▸ **EXERCISE**
Match on the string "operations" in the entries below and return every matching line.

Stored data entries
-----
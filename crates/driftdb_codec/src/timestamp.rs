//! Timestamps and geographic points.

use crate::error::{CodecError, CodecResult};
use serde::{Deserialize, Serialize};
use std::cmp::Ordering;
use std::fmt;
use std::time::{SystemTime, UNIX_EPOCH};

/// Seconds of 0001-01-01T00:00:00Z.
const MIN_SECONDS: i64 = -62_135_596_800;
/// Seconds of 9999-12-31T23:59:59Z.
const MAX_SECONDS: i64 = 253_402_300_799;
const NANOS_PER_SECOND: i32 = 1_000_000_000;

/// A point in time with nanosecond precision.
///
/// Ordered by `(seconds, nanos)`.
#[derive(Debug, Clone, Copy, PartialEq, Eq, PartialOrd, Ord, Hash, Serialize, Deserialize)]
pub struct Timestamp {
    seconds: i64,
    nanos: i32,
}

impl Timestamp {
    /// The Unix epoch.
    pub const EPOCH: Timestamp = Timestamp {
        seconds: 0,
        nanos: 0,
    };

    /// Creates a validated timestamp.
    pub fn new(seconds: i64, nanos: i32) -> CodecResult<Self> {
        if !(0..NANOS_PER_SECOND).contains(&nanos) || !(MIN_SECONDS..=MAX_SECONDS).contains(&seconds)
        {
            return Err(CodecError::InvalidTimestamp { seconds, nanos });
        }
        Ok(Self { seconds, nanos })
    }

    /// Creates a timestamp from milliseconds since the epoch.
    #[must_use]
    pub fn from_millis(millis: i64) -> Self {
        let seconds = millis.div_euclid(1000);
        let nanos = (millis.rem_euclid(1000) * 1_000_000) as i32;
        Self { seconds, nanos }
    }

    /// Returns the current wall-clock time.
    #[must_use]
    pub fn now() -> Self {
        let elapsed = SystemTime::now()
            .duration_since(UNIX_EPOCH)
            .unwrap_or_default();
        Self {
            seconds: elapsed.as_secs() as i64,
            nanos: elapsed.subsec_nanos() as i32,
        }
    }

    /// Seconds since the epoch.
    #[must_use]
    pub const fn seconds(&self) -> i64 {
        self.seconds
    }

    /// Nanosecond fraction in `[0, 1e9)`.
    #[must_use]
    pub const fn nanos(&self) -> i32 {
        self.nanos
    }

    /// Milliseconds since the epoch, truncated.
    #[must_use]
    pub fn to_millis(&self) -> i64 {
        self.seconds * 1000 + i64::from(self.nanos / 1_000_000)
    }
}

impl fmt::Display for Timestamp {
    fn fmt(&self, f: &mut fmt::Formatter<'_>) -> fmt::Result {
        write!(f, "{}.{:09}", self.seconds, self.nanos)
    }
}

/// A latitude/longitude pair.
///
/// Ordered by latitude, then longitude.
#[derive(Debug, Clone, Copy, PartialEq, Serialize, Deserialize)]
pub struct GeoPoint {
    /// Latitude in degrees, `[-90, 90]`.
    pub latitude: f64,
    /// Longitude in degrees, `[-180, 180]`.
    pub longitude: f64,
}

impl GeoPoint {
    /// Creates a geographic point.
    #[must_use]
    pub const fn new(latitude: f64, longitude: f64) -> Self {
        Self {
            latitude,
            longitude,
        }
    }

    /// Compares two points using the number ordering for each coordinate.
    #[must_use]
    pub fn compare(&self, other: &Self) -> Ordering {
        crate::value::compare_doubles(self.latitude, other.latitude)
            .then_with(|| crate::value::compare_doubles(self.longitude, other.longitude))
    }
}

#[cfg(test)]
mod tests {
    use super::*;

    #[test]
    fn rejects_out_of_range_nanos() {
        assert!(Timestamp::new(0, -1).is_err());
        assert!(Timestamp::new(0, NANOS_PER_SECOND).is_err());
        assert!(Timestamp::new(0, NANOS_PER_SECOND - 1).is_ok());
    }

    #[test]
    fn rejects_out_of_range_seconds() {
        assert!(Timestamp::new(MIN_SECONDS - 1, 0).is_err());
        assert!(Timestamp::new(MAX_SECONDS + 1, 0).is_err());
    }

    #[test]
    fn millis_conversion_handles_negative_values() {
        let ts = Timestamp::from_millis(-1);
        assert_eq!(ts.seconds(), -1);
        assert_eq!(ts.nanos(), 999_000_000);
        assert_eq!(ts.to_millis(), -1);
    }

    #[test]
    fn ordering() {
        let a = Timestamp::new(1, 5).unwrap();
        let b = Timestamp::new(1, 6).unwrap();
        let c = Timestamp::new(2, 0).unwrap();
        assert!(a < b && b < c);
    }
}
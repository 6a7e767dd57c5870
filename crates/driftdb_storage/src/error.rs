//! Error types for storage operations.

use std::io;
use std::path::PathBuf;
use thiserror::Error;

/// Result type for storage operations.
pub type StorageResult<T> = Result<T, StorageError>;

/// Errors that can occur during storage operations.
#[derive(Debug, Error)]
pub enum StorageError {
    /// An I/O error occurred.
    #[error("I/O error: {0}")]
    Io(#[from] io::Error),

    /// Attempted to read beyond the end of storage.
    #[error("read beyond end of storage: offset {offset}, len {len}, size {size}")]
    ReadPastEnd {
        /// The requested read offset.
        offset: u64,
        /// The requested read length.
        len: usize,
        /// The current storage size.
        size: u64,
    },

    /// Attempted to grow the store through `truncate`.
    #[error("cannot truncate to {requested} bytes, store holds {size}")]
    TruncateBeyondEnd {
        /// The requested size.
        requested: u64,
        /// The current size.
        size: u64,
    },

    /// Another handle already holds the store's exclusive lock.
    #[error("storage is locked by another process: {path}")]
    Locked {
        /// Path of the locked file.
        path: PathBuf,
    },

    /// A fault armed on an in-memory backend fired.
    #[error("injected {operation} failure")]
    InjectedFault {
        /// The operation that failed.
        operation: &'static str,
    },
}
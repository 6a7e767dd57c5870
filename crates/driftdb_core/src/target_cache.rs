//! Cache of listened targets and their matching documents.

use crate::error::{CoreError, CoreResult};
use crate::model::{DocumentKey, Target, TargetData};
use crate::persistence::{LogRecord, PersistenceTransaction};
use crate::types::{ListenSequenceNumber, SnapshotVersion, TargetId};
use std::collections::BTreeSet;
use std::sync::Arc;

/// Hands out even target ids greater than a starting point.
///
/// Odd ids are left to the sync layer for limbo resolution listens, so
/// the two id spaces never collide.
#[derive(Debug, Clone)]
pub struct TargetIdGenerator {
    previous: i32,
}

impl TargetIdGenerator {
    /// Creates a generator whose first id is the smallest even id above
    /// `after`.
    #[must_use]
    pub fn for_target_cache(after: TargetId) -> Self {
        let after = after.as_i32().max(0);
        Self {
            previous: after - after.rem_euclid(2),
        }
    }

    /// Returns the next id.
    pub fn next_id(&mut self) -> TargetId {
        self.previous += 2;
        TargetId::new(self.previous)
    }
}

/// Targets keyed by id (and by canonical id), plus the document keys each
/// target currently matches.
#[derive(Debug)]
pub struct TargetCache<'a> {
    txn: &'a mut PersistenceTransaction,
}

impl<'a> TargetCache<'a> {
    pub(crate) fn new(txn: &'a mut PersistenceTransaction) -> Self {
        Self { txn }
    }

    /// Allocates a fresh target id, strictly greater than every id handed
    /// out before.
    ///
    /// # Errors
    ///
    /// Fails in read-only transactions.
    pub fn allocate_target_id(&mut self) -> CoreResult<TargetId> {
        let highest = self.txn.state.targets_metadata.highest_target_id;
        let target_id = TargetIdGenerator::for_target_cache(highest).next_id();
        self.txn.write(LogRecord::SetHighestTargetId(target_id))?;
        Ok(target_id)
    }

    /// Highest sequence number used by any target.
    #[must_use]
    pub fn get_highest_sequence_number(&self) -> ListenSequenceNumber {
        self.txn.state.targets_metadata.highest_listen_sequence_number
    }

    /// Version of the last consistent remote snapshot.
    #[must_use]
    pub fn get_last_remote_snapshot_version(&self) -> SnapshotVersion {
        self.txn.state.targets_metadata.last_remote_snapshot_version
    }

    /// Updates the global target metadata.
    ///
    /// # Errors
    ///
    /// Fails in read-only transactions.
    pub fn set_targets_metadata(
        &mut self,
        highest_listen_sequence_number: ListenSequenceNumber,
        last_remote_snapshot_version: SnapshotVersion,
    ) -> CoreResult<()> {
        self.txn.write(LogRecord::SetTargetsMetadata {
            highest_listen_sequence_number,
            last_remote_snapshot_version,
        })
    }

    /// Adds a new target.
    ///
    /// # Errors
    ///
    /// Returns a contract violation if the id is already cached.
    pub fn add_target_data(&mut self, data: TargetData) -> CoreResult<()> {
        if self.txn.state.targets.contains_key(&data.target_id) {
            return Err(CoreError::contract_violation(format!(
                "{} is already cached",
                data.target_id
            )));
        }
        self.txn.write(LogRecord::PutTarget(data))
    }

    /// Replaces an existing target.
    ///
    /// # Errors
    ///
    /// Returns a contract violation if the id is not cached.
    pub fn update_target_data(&mut self, data: TargetData) -> CoreResult<()> {
        if !self.txn.state.targets.contains_key(&data.target_id) {
            return Err(CoreError::contract_violation(format!(
                "cannot update unknown {}",
                data.target_id
            )));
        }
        self.txn.write(LogRecord::PutTarget(data))
    }

    /// Removes a target and its matching keys.
    ///
    /// # Errors
    ///
    /// Fails in read-only transactions.
    pub fn remove_target_data(&mut self, data: &TargetData) -> CoreResult<()> {
        let keys = self.get_matching_keys_for_target_id(data.target_id);
        self.txn.write(LogRecord::RemoveTarget(data.target_id))?;
        self.txn.touch_documents(keys.into_iter().collect())
    }

    /// Looks up a target by value.
    #[must_use]
    pub fn get_target_data(&self, target: &Target) -> Option<TargetData> {
        let canonical_id = target.canonical_id();
        self.txn
            .state
            .targets_by_canonical_id
            .iter_from(&(canonical_id.clone(), TargetId::new(i32::MIN)))
            .take_while(|(id, _)| *id == canonical_id)
            .filter_map(|(_, target_id)| self.txn.state.targets.get(target_id))
            .find(|data| &data.target == target)
            .map(|data| TargetData::clone(data))
    }

    /// Looks up a target by id.
    #[must_use]
    pub fn get_target_data_for_id(&self, target_id: TargetId) -> Option<TargetData> {
        self.txn
            .state
            .targets
            .get(&target_id)
            .map(|data| TargetData::clone(data))
    }

    /// Adds documents to a target's result set.
    ///
    /// # Errors
    ///
    /// Fails in read-only transactions.
    pub fn add_matching_keys(&mut self, keys: &[DocumentKey], target_id: TargetId) -> CoreResult<()> {
        if keys.is_empty() {
            return Ok(());
        }
        self.txn.write(LogRecord::AddMatchingKeys {
            target_id,
            keys: keys.to_vec(),
        })?;
        self.txn.touch_documents(keys.to_vec())
    }

    /// Removes documents from a target's result set.
    ///
    /// # Errors
    ///
    /// Fails in read-only transactions.
    pub fn remove_matching_keys(&mut self, keys: &[DocumentKey], target_id: TargetId) -> CoreResult<()> {
        if keys.is_empty() {
            return Ok(());
        }
        self.txn.write(LogRecord::RemoveMatchingKeys {
            target_id,
            keys: keys.to_vec(),
        })?;
        self.txn.touch_documents(keys.to_vec())
    }

    /// Clears a target's result set.
    ///
    /// # Errors
    ///
    /// Fails in read-only transactions.
    pub fn remove_matching_keys_for_target_id(&mut self, target_id: TargetId) -> CoreResult<()> {
        let keys: Vec<DocumentKey> = self
            .get_matching_keys_for_target_id(target_id)
            .into_iter()
            .collect();
        self.remove_matching_keys(&keys, target_id)
    }

    /// Documents in a target's result set.
    #[must_use]
    pub fn get_matching_keys_for_target_id(&self, target_id: TargetId) -> BTreeSet<DocumentKey> {
        self.txn.state.target_documents.references_for_id(target_id)
    }

    /// True if any target matches `key`.
    #[must_use]
    pub fn contains_key(&self, key: &DocumentKey) -> bool {
        self.txn.state.target_documents.contains_key(key)
    }

    /// Number of cached targets.
    #[must_use]
    pub fn get_target_count(&self) -> usize {
        self.txn.state.targets.len()
    }

    /// Calls `f` for every target in id order.
    pub fn for_each_target(&self, mut f: impl FnMut(&TargetData)) {
        for data in self.txn.state.targets.values() {
            f(data);
        }
    }

    /// Removes every inactive target whose sequence number is at most
    /// `upper_bound`. Their matching documents become orphan candidates.
    ///
    /// Returns the number of targets removed.
    ///
    /// # Errors
    ///
    /// Fails in read-only transactions.
    pub fn remove_targets(
        &mut self,
        upper_bound: ListenSequenceNumber,
        active_target_ids: &BTreeSet<TargetId>,
    ) -> CoreResult<usize> {
        let doomed: Vec<Arc<TargetData>> = self
            .txn
            .state
            .targets
            .values()
            .filter(|data| data.sequence_number <= upper_bound)
            .filter(|data| !active_target_ids.contains(&data.target_id))
            .cloned()
            .collect();
        for data in &doomed {
            self.remove_target_data(data)?;
        }
        Ok(doomed.len())
    }
}

#[cfg(test)]
mod tests {
    use super::*;
    use crate::config::StoreConfig;
    use crate::model::{Query, TargetPurpose};
    use crate::persistence::{Persistence, TransactionMode};
    use driftdb_codec::{ByteString, ResourcePath};

    fn key(path: &str) -> DocumentKey {
        DocumentKey::from_string(path).unwrap()
    }

    fn target(path: &str) -> Target {
        Query::at_path(ResourcePath::from_string(path)).to_target()
    }

    fn data(path: &str, id: i32, seq: i64) -> TargetData {
        TargetData::new(
            target(path),
            TargetId::new(id),
            TargetPurpose::Listen,
            ListenSequenceNumber::new(seq),
        )
    }

    #[test]
    fn generator_yields_even_ids_above_start() {
        let mut gen = TargetIdGenerator::for_target_cache(TargetId::new(0));
        assert_eq!(gen.next_id(), TargetId::new(2));
        assert_eq!(gen.next_id(), TargetId::new(4));
        let mut gen = TargetIdGenerator::for_target_cache(TargetId::new(7));
        assert_eq!(gen.next_id(), TargetId::new(8));
    }

    #[tokio::test]
    async fn allocated_ids_strictly_increase() {
        let persistence = Persistence::in_memory(StoreConfig::default());
        let mut last = TargetId::new(0);
        for _ in 0..3 {
            let id = persistence
                .run_transaction("allocate", TransactionMode::ReadWrite, |txn| {
                    txn.target_cache().allocate_target_id()
                })
                .await
                .unwrap();
            assert!(id > last);
            assert_eq!(id.as_i32() % 2, 0);
            last = id;
        }
    }

    #[tokio::test]
    async fn add_get_update_remove() {
        let persistence = Persistence::in_memory(StoreConfig::default());
        persistence
            .run_transaction("targets", TransactionMode::ReadWrite, |txn| {
                let mut cache = txn.target_cache();
                cache.add_target_data(data("rooms", 2, 10))?;
                assert!(matches!(
                    cache.add_target_data(data("rooms", 2, 11)),
                    Err(CoreError::ContractViolation { .. })
                ));
                assert_eq!(cache.get_target_data(&target("rooms")).map(|d| d.target_id), Some(TargetId::new(2)));
                assert_eq!(cache.get_target_data(&target("users")), None);
                assert_eq!(cache.get_highest_sequence_number(), ListenSequenceNumber::new(10));

                let updated = data("rooms", 2, 12)
                    .with_resume_token(ByteString::from("r"), SnapshotVersion::from_micros(3));
                cache.update_target_data(updated.clone())?;
                assert_eq!(cache.get_target_data_for_id(TargetId::new(2)), Some(updated.clone()));
                assert!(cache.update_target_data(data("users", 4, 1)).is_err());

                cache.add_matching_keys(&[key("rooms/a"), key("rooms/b")], TargetId::new(2))?;
                assert!(cache.contains_key(&key("rooms/a")));

                cache.remove_target_data(&updated)?;
                assert_eq!(cache.get_target_count(), 0);
                assert!(!cache.contains_key(&key("rooms/a")));
                assert_eq!(cache.get_target_data(&target("rooms")), None);
                Ok(())
            })
            .await
            .unwrap();
    }

    #[tokio::test]
    async fn matching_keys() {
        let persistence = Persistence::in_memory(StoreConfig::default());
        persistence
            .run_transaction("keys", TransactionMode::ReadWrite, |txn| {
                let mut cache = txn.target_cache();
                let id = TargetId::new(2);
                cache.add_matching_keys(&[key("c/a"), key("c/b")], id)?;
                cache.add_matching_keys(&[key("c/a")], TargetId::new(4))?;
                cache.remove_matching_keys(&[key("c/a")], id)?;
                assert_eq!(cache.get_matching_keys_for_target_id(id), BTreeSet::from([key("c/b")]));
                assert!(cache.contains_key(&key("c/a")));

                cache.remove_matching_keys_for_target_id(TargetId::new(4))?;
                assert!(!cache.contains_key(&key("c/a")));
                Ok(())
            })
            .await
            .unwrap();
    }

    #[tokio::test]
    async fn remove_targets_skips_active_and_recent() {
        let persistence = Persistence::in_memory(StoreConfig::default());
        let removed = persistence
            .run_transaction("gc", TransactionMode::ReadWrite, |txn| {
                let mut cache = txn.target_cache();
                cache.add_target_data(data("a", 2, 1))?;
                cache.add_target_data(data("b", 4, 2))?;
                cache.add_target_data(data("c", 6, 3))?;
                let removed = cache.remove_targets(ListenSequenceNumber::new(2), &BTreeSet::from([TargetId::new(4)]))?;
                let mut remaining = Vec::new();
                cache.for_each_target(|d| remaining.push(d.target_id));
                assert_eq!(remaining, vec![TargetId::new(4), TargetId::new(6)]);
                Ok(removed)
            })
            .await
            .unwrap();
        assert_eq!(removed, 1);
    }

    #[tokio::test]
    async fn metadata_round_trips() {
        let persistence = Persistence::in_memory(StoreConfig::default());
        let version = SnapshotVersion::from_micros(42);
        persistence
            .run_transaction("meta", TransactionMode::ReadWrite, |txn| {
                txn.target_cache()
                    .set_targets_metadata(ListenSequenceNumber::new(7), version)
            })
            .await
            .unwrap();
        let read = persistence
            .run_transaction("meta", TransactionMode::ReadOnly, |txn| {
                let cache = txn.target_cache();
                Ok((cache.get_highest_sequence_number(), cache.get_last_remote_snapshot_version()))
            })
            .await
            .unwrap();
        assert_eq!(read, (ListenSequenceNumber::new(7), version));
    }
}
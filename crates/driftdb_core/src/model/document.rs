//! Documents as known to the local cache.

use super::document_key::DocumentKey;
use super::field_path::FieldPath;
use super::object_value::ObjectValue;
use crate::types::SnapshotVersion;
use driftdb_codec::Value;
use serde::{Deserialize, Serialize};

/// A document that exists.
#[derive(Debug, Clone, PartialEq, Eq, Serialize, Deserialize)]
pub struct Document {
    /// Document key.
    pub key: DocumentKey,
    /// Version the data was read at, or [`SnapshotVersion::MIN`] for
    /// documents created locally.
    pub version: SnapshotVersion,
    /// Field data.
    pub data: ObjectValue,
    /// Pending local writes are reflected in `data`.
    pub has_local_mutations: bool,
    /// An acknowledged write is reflected but no snapshot has confirmed it.
    pub has_committed_mutations: bool,
}

impl Document {
    /// Creates a server-confirmed document.
    #[must_use]
    pub fn new(key: DocumentKey, version: SnapshotVersion, data: ObjectValue) -> Self {
        Self {
            key,
            version,
            data,
            has_local_mutations: false,
            has_committed_mutations: false,
        }
    }

    /// Returns the value at `path`. The key pseudo-field resolves to a
    /// reference to this document.
    #[must_use]
    pub fn field(&self, path: &FieldPath) -> Option<Value> {
        if path.is_key_field() {
            return Some(Value::Reference(self.key.path().clone()));
        }
        self.data.field(path).cloned()
    }

    /// True while some write is not yet confirmed by a snapshot.
    #[must_use]
    pub fn has_pending_writes(&self) -> bool {
        self.has_local_mutations || self.has_committed_mutations
    }
}

/// A document known not to exist at `version`.
#[derive(Debug, Clone, PartialEq, Eq, Serialize, Deserialize)]
pub struct NoDocument {
    /// Document key.
    pub key: DocumentKey,
    /// Version at which the absence was observed.
    pub version: SnapshotVersion,
    /// The deletion comes from an acknowledged local write.
    pub has_committed_mutations: bool,
}

/// A document whose state is unknown, e.g. after a patch whose precondition
/// failed on the server.
#[derive(Debug, Clone, PartialEq, Eq, Serialize, Deserialize)]
pub struct UnknownDocument {
    /// Document key.
    pub key: DocumentKey,
    /// Commit version of the write that produced this entry.
    pub version: SnapshotVersion,
}

/// Any cached document state.
#[derive(Debug, Clone, PartialEq, Eq, Serialize, Deserialize)]
pub enum MaybeDocument {
    /// The document exists.
    Document(Document),
    /// The document does not exist.
    NoDocument(NoDocument),
    /// The document's state is unknown.
    Unknown(UnknownDocument),
}

impl MaybeDocument {
    /// Creates a tombstone.
    #[must_use]
    pub fn no_document(key: DocumentKey, version: SnapshotVersion) -> Self {
        Self::NoDocument(NoDocument {
            key,
            version,
            has_committed_mutations: false,
        })
    }

    /// Returns the key.
    #[must_use]
    pub fn key(&self) -> &DocumentKey {
        match self {
            Self::Document(d) => &d.key,
            Self::NoDocument(d) => &d.key,
            Self::Unknown(d) => &d.key,
        }
    }

    /// Returns the version.
    #[must_use]
    pub fn version(&self) -> SnapshotVersion {
        match self {
            Self::Document(d) => d.version,
            Self::NoDocument(d) => d.version,
            Self::Unknown(d) => d.version,
        }
    }

    /// True if a write not yet confirmed by a snapshot shaped this state.
    ///
    /// Unknown documents always report pending writes.
    #[must_use]
    pub fn has_pending_writes(&self) -> bool {
        match self {
            Self::Document(d) => d.has_pending_writes(),
            Self::NoDocument(d) => d.has_committed_mutations,
            Self::Unknown(_) => true,
        }
    }

    /// Returns the existing document, if any.
    #[must_use]
    pub fn as_document(&self) -> Option<&Document> {
        match self {
            Self::Document(d) => Some(d),
            _ => None,
        }
    }

    /// Converts into the existing document, if any.
    #[must_use]
    pub fn into_document(self) -> Option<Document> {
        match self {
            Self::Document(d) => Some(d),
            _ => None,
        }
    }

    /// Returns true if the document exists.
    #[must_use]
    pub fn is_document(&self) -> bool {
        matches!(self, Self::Document(_))
    }

    /// Returns true for a tombstone.
    #[must_use]
    pub fn is_no_document(&self) -> bool {
        matches!(self, Self::NoDocument(_))
    }
}

impl From<Document> for MaybeDocument {
    fn from(doc: Document) -> Self {
        Self::Document(doc)
    }
}

#[cfg(test)]
mod tests {
    use super::*;

    fn key() -> DocumentKey {
        DocumentKey::from_string("coll/doc").unwrap()
    }

    #[test]
    fn pending_writes() {
        let mut doc = Document::new(key(), SnapshotVersion::MIN, ObjectValue::empty());
        assert!(!doc.has_pending_writes());
        doc.has_committed_mutations = true;
        assert!(MaybeDocument::from(doc).has_pending_writes());
        let unknown = MaybeDocument::Unknown(UnknownDocument {
            key: key(),
            version: SnapshotVersion::from_micros(1),
        });
        assert!(unknown.has_pending_writes());
        assert!(!MaybeDocument::no_document(key(), SnapshotVersion::MIN).has_pending_writes());
    }

    #[test]
    fn key_field_resolves_to_reference() {
        let doc = Document::new(key(), SnapshotVersion::MIN, ObjectValue::empty());
        assert_eq!(
            doc.field(&FieldPath::key_path()),
            Some(Value::Reference(key().path().clone()))
        );
    }
}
-----
▸ **SOLUTION FOR THIS EXERCISE**
//! Error types for storage operations.
/// Result type for storage operations.
/// Errors that can occur during storage operations.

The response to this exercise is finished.